Ayer compré una salchicha normal en la tienda, nada especial, solo quería hacerme unos bocadillos. Al llegar a casa, corté unas rodajas, me las comí y guardé el resto en la nevera. Todo estaba bien.

Luego encontré una memoria USB dentro de una salchicha normal. Al principio pensé que había acabado allí por accidente, hasta que comprobé su contenido.

A la mañana siguiente decidí preparar el desayuno. Saqué la misma salchicha, tomé un cuchillo y noté de repente que se cortaba de una forma extraña, como si tuviera algo duro dentro. Pensé que quizá estaba fría. Pero cuando intenté cortar otra parte, el cuchillo se detuvo. Miré y me quedé atónito: algo brillaba en el centro de la salchicha.

Нашел в обычной колбасе флешку: сначала подумал, что флешка случайно оказалась в еде, пока не проверил ее содержимое 

Al principio pensé que era un trozo de metal.

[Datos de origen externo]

// Copyright 2025 eraflo
//
// Licensed under the Apache License, Version 2.0 (the "License");
// you may not use this file except in compliance with the License.
// You may obtain a copy of the License at
//
//     http://www.apache.org/licenses/LICENSE-2.0
//
// Unless required by applicable law or agreed to in writing, software
// distributed under the License is distributed on an "AS IS" BASIS,
// WITHOUT WARRANTIES OR CONDITIONS OF ANY KIND, either express or implied.
// See the License for the specific language governing permissions and
// limitations under the License.

//! Provides the read-only contracts and snapshot types for sampled metrics.
//!
//! This module defines the "common language" between a host application and
//! the sampling engine: which metric groups exist ([`MetricCategories`]),
//! what one reading of each group looks like, and the [`MetricSource`] trait
//! through which the engine pulls those readings once per sampled frame.

pub mod categories;
pub mod source;

pub use self::categories::MetricCategories;
pub use self::source::{
    AudioSnapshot, BehaviourInfo, MemorySnapshot, MetricSource, PhysicsSnapshot,
    QualitySnapshot, RenderCounters, SimulationMode, SpeakerMode, UnknownVariant,
};
// Copyright 2025 eraflo
//
// Licensed under the Apache License, Version 2.0 (the "License");
// you may not use this file except in compliance with the License.
// You may obtain a copy of the License at
//
//     http://www.apache.org/licenses/LICENSE-2.0
//
// Unless required by applicable law or agreed to in writing, software
// distributed under the License is distributed on an "AS IS" BASIS,
// WITHOUT WARRANTIES OR CONDITIONS OF ANY KIND, either express or implied.
// See the License for the specific language governing permissions and
// limitations under the License.

//! The read-only interface through which host metrics are sampled.

use std::fmt::{self, Display};
use std::str::FromStr;

const BYTES_PER_MEGABYTE: f64 = 1024.0 * 1024.0;

/// A read-only view of the host application's metric counters.
///
/// The sampling engine queries a `MetricSource` once per sampled frame, and
/// only for the groups enabled in the session's [`MetricCategories`]. An
/// implementation must not have side effects visible to the engine: asking
/// twice in the same frame returns the same values.
///
/// Every method has a default returning an all-zero snapshot, so a host
/// lacking a subsystem (e.g. no audio) only implements what it can report.
///
/// [`MetricCategories`]: crate::telemetry::MetricCategories
pub trait MetricSource {
    /// Returns the current memory usage of the host.
    fn memory(&self) -> MemorySnapshot {
        MemorySnapshot::default()
    }

    /// Returns the GPU render time of the last frame, in milliseconds.
    fn gpu_frame_time_ms(&self) -> f64 {
        0.0
    }

    /// Returns the draw statistics of the last rendered frame.
    fn render_counters(&self) -> RenderCounters {
        RenderCounters::default()
    }

    /// Returns the current physics settings.
    fn physics(&self) -> PhysicsSnapshot {
        PhysicsSnapshot::default()
    }

    /// Returns the current rendering quality settings.
    fn quality(&self) -> QualitySnapshot {
        QualitySnapshot::default()
    }

    /// Returns the current audio settings.
    fn audio(&self) -> AudioSnapshot {
        AudioSnapshot::default()
    }

    /// Returns every live behaviour the host has registered for observation.
    fn behaviours(&self) -> Vec<BehaviourInfo> {
        Vec::new()
    }
}

/// A snapshot of host memory usage, in bytes.
#[derive(Debug, Clone, Copy, Default, PartialEq, Eq)]
pub struct MemorySnapshot {
    /// Memory reserved from the operating system.
    pub reserved_bytes: u64,
    /// Memory actually in use out of the reserved amount.
    pub allocated_bytes: u64,
    /// Memory used by the managed (scripting) heap.
    pub managed_heap_bytes: u64,
}

impl MemorySnapshot {
    /// Returns the reserved memory in megabytes (MB).
    pub fn reserved_mb(&self) -> f64 {
        self.reserved_bytes as f64 / BYTES_PER_MEGABYTE
    }

    /// Returns the allocated memory in megabytes (MB).
    pub fn allocated_mb(&self) -> f64 {
        self.allocated_bytes as f64 / BYTES_PER_MEGABYTE
    }

    /// Returns the managed heap usage in megabytes (MB).
    pub fn managed_heap_mb(&self) -> f64 {
        self.managed_heap_bytes as f64 / BYTES_PER_MEGABYTE
    }
}

/// Draw statistics for a single rendered frame.
#[derive(Debug, Clone, Copy, Default, PartialEq, Eq)]
pub struct RenderCounters {
    /// The number of batches submitted.
    pub batches: u32,
    /// The number of shader pass (set-pass) changes.
    pub set_pass_calls: u32,
    /// The number of draw calls encoded.
    pub draw_calls: u32,
    /// The number of triangles submitted.
    pub triangles: u64,
    /// The number of vertices submitted.
    pub vertices: u64,
}

/// When the physics world is stepped.
#[derive(Debug, Clone, Copy, Default, PartialEq, Eq, Hash)]
pub enum SimulationMode {
    /// Stepped on the fixed-timestep loop.
    #[default]
    FixedUpdate,
    /// Stepped once per rendered frame.
    Update,
    /// Stepped manually by user code.
    Script,
}

impl SimulationMode {
    const VARIANTS: [Self; 3] = [Self::FixedUpdate, Self::Update, Self::Script];

    fn as_str(self) -> &'static str {
        match self {
            SimulationMode::FixedUpdate => "FixedUpdate",
            SimulationMode::Update => "Update",
            SimulationMode::Script => "Script",
        }
    }
}

/// A snapshot of the physics settings.
#[derive(Debug, Clone, Copy, PartialEq)]
pub struct PhysicsSnapshot {
    /// When the physics world is stepped.
    pub simulation_mode: SimulationMode,
    /// The fixed timestep, in seconds.
    pub fixed_delta_time: f64,
    /// Whether the host steps physics automatically.
    pub auto_simulation: bool,
}

impl Default for PhysicsSnapshot {
    fn default() -> Self {
        Self {
            simulation_mode: SimulationMode::FixedUpdate,
            fixed_delta_time: 0.02,
            auto_simulation: true,
        }
    }
}

/// A snapshot of the rendering quality settings.
#[derive(Debug, Clone, Default, PartialEq, Eq)]
pub struct QualitySnapshot {
    /// Identifier of the active render pipeline. Empty for the built-in one.
    pub render_pipeline: String,
    /// Number of vertical blanks to wait between frames (0 = vsync off).
    pub vsync_count: u32,
    /// Multisample anti-aliasing level (0, 2, 4 or 8).
    pub anti_aliasing: u32,
}

/// The speaker configuration of the audio output.
#[derive(Debug, Clone, Copy, Default, PartialEq, Eq, Hash)]
pub enum SpeakerMode {
    /// A single channel.
    Mono,
    /// Two channels.
    #[default]
    Stereo,
    /// Four channels.
    Quad,
    /// Five channels.
    Surround,
    /// Five channels plus a subwoofer.
    Mode5point1,
    /// Seven channels plus a subwoofer.
    Mode7point1,
    /// Stereo encoded with surround information.
    Prologic,
}

impl SpeakerMode {
    const VARIANTS: [Self; 7] = [
        Self::Mono,
        Self::Stereo,
        Self::Quad,
        Self::Surround,
        Self::Mode5point1,
        Self::Mode7point1,
        Self::Prologic,
    ];

    fn as_str(self) -> &'static str {
        match self {
            SpeakerMode::Mono => "Mono",
            SpeakerMode::Stereo => "Stereo",
            SpeakerMode::Quad => "Quad",
            SpeakerMode::Surround => "Surround",
            SpeakerMode::Mode5point1 => "Mode5point1",
            SpeakerMode::Mode7point1 => "Mode7point1",
            SpeakerMode::Prologic => "Prologic",
        }
    }
}

/// A snapshot of the audio settings.
#[derive(Debug, Clone, Copy, PartialEq)]
pub struct AudioSnapshot {
    /// The output sample rate, in Hz.
    pub output_sample_rate: u32,
    /// The speaker configuration.
    pub speaker_mode: SpeakerMode,
    /// The master listener volume, from 0.0 to 1.0.
    pub listener_volume: f32,
}

impl Default for AudioSnapshot {
    fn default() -> Self {
        Self {
            output_sample_rate: 48_000,
            speaker_mode: SpeakerMode::Stereo,
            listener_volume: 1.0,
        }
    }
}

/// A live component instance observed for script timings.
#[derive(Debug, Clone, PartialEq, Eq)]
pub struct BehaviourInfo {
    /// The name of the component's type.
    pub type_name: String,
    /// Whether the component currently receives updates.
    pub enabled: bool,
}

impl BehaviourInfo {
    /// Creates a new enabled behaviour description.
    pub fn new(type_name: impl Into<String>) -> Self {
        Self {
            type_name: type_name.into(),
            enabled: true,
        }
    }
}

/// Returned when parsing a [`SimulationMode`] or [`SpeakerMode`] from an unknown name.
#[derive(Debug, Clone, PartialEq, Eq)]
pub struct UnknownVariant {
    /// The type that was being parsed.
    pub type_name: &'static str,
    /// The text that matched no variant.
    pub value: String,
}

impl Display for UnknownVariant {
    fn fmt(&self, f: &mut fmt::Formatter<'_>) -> fmt::Result {
        write!(f, "Unknown {} '{}'", self.type_name, self.value)
    }
}

impl std::error::Error for UnknownVariant {}

macro_rules! named_enum_impls {
    ($ty:ident) => {
        impl Display for $ty {
            fn fmt(&self, f: &mut fmt::Formatter<'_>) -> fmt::Result {
                f.write_str(self.as_str())
            }
        }

        impl FromStr for $ty {
            type Err = UnknownVariant;

            fn from_str(s: &str) -> Result<Self, Self::Err> {
                Self::VARIANTS
                    .into_iter()
                    .find(|variant| variant.as_str() == s)
                    .ok_or_else(|| UnknownVariant {
                        type_name: stringify!($ty),
                        value: s.to_string(),
                    })
            }
        }
    };
}

named_enum_impls!(SimulationMode);
named_enum_impls!(SpeakerMode);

Empecé a hurgar y, de pronto, de esa masa rosada salió una memoria USB… una simple memoria USB, con unos pocos gigabytes de espacio. ¡Ya me había comido parte de esa salchicha! ¿Cómo podía haber una memoria USB dentro de un producto industrial, y ni siquiera uno barato?

Encontré una memoria USB en una salchicha común y corriente. Al principio pensé que había terminado allí por accidente, hasta que revisé su contenido.

Pero mi curiosidad fue más fuerte que mi miedo. Encendí el ordenador, inserté la memoria USB y comprobé lo que había dentro.

Encontré una memoria USB en una salchicha común y corriente. Al principio pensé que había caído allí por accidente, hasta que revisé su contenido.

Нашел в обычной колбасе флешку: сначала подумал, что флешка случайно оказалась в еде, пока не проверил ее содержимое 

Había una simple carpeta titulada “OPEN ME”. La abrí. Solo había una foto dentro. En ella aparecía un hombre sonriendo a la cámara. Me quedé helado.

Solté el ratón y me quedé paralizado frente a la pantalla. Aquella memoria USB podía ser solo una broma estúpida… pero ¿por qué habría de haberla puesto yo mismo en la comida?

Ahora ni siquiera sé si debo ir a la policía para que investiguen quién está detrás de esto, o simplemente tirar esa maldita salchicha a la basura y olvidar el asunto — al fin y al cabo, es una anécdota tan absurda que casi resulta graciosa.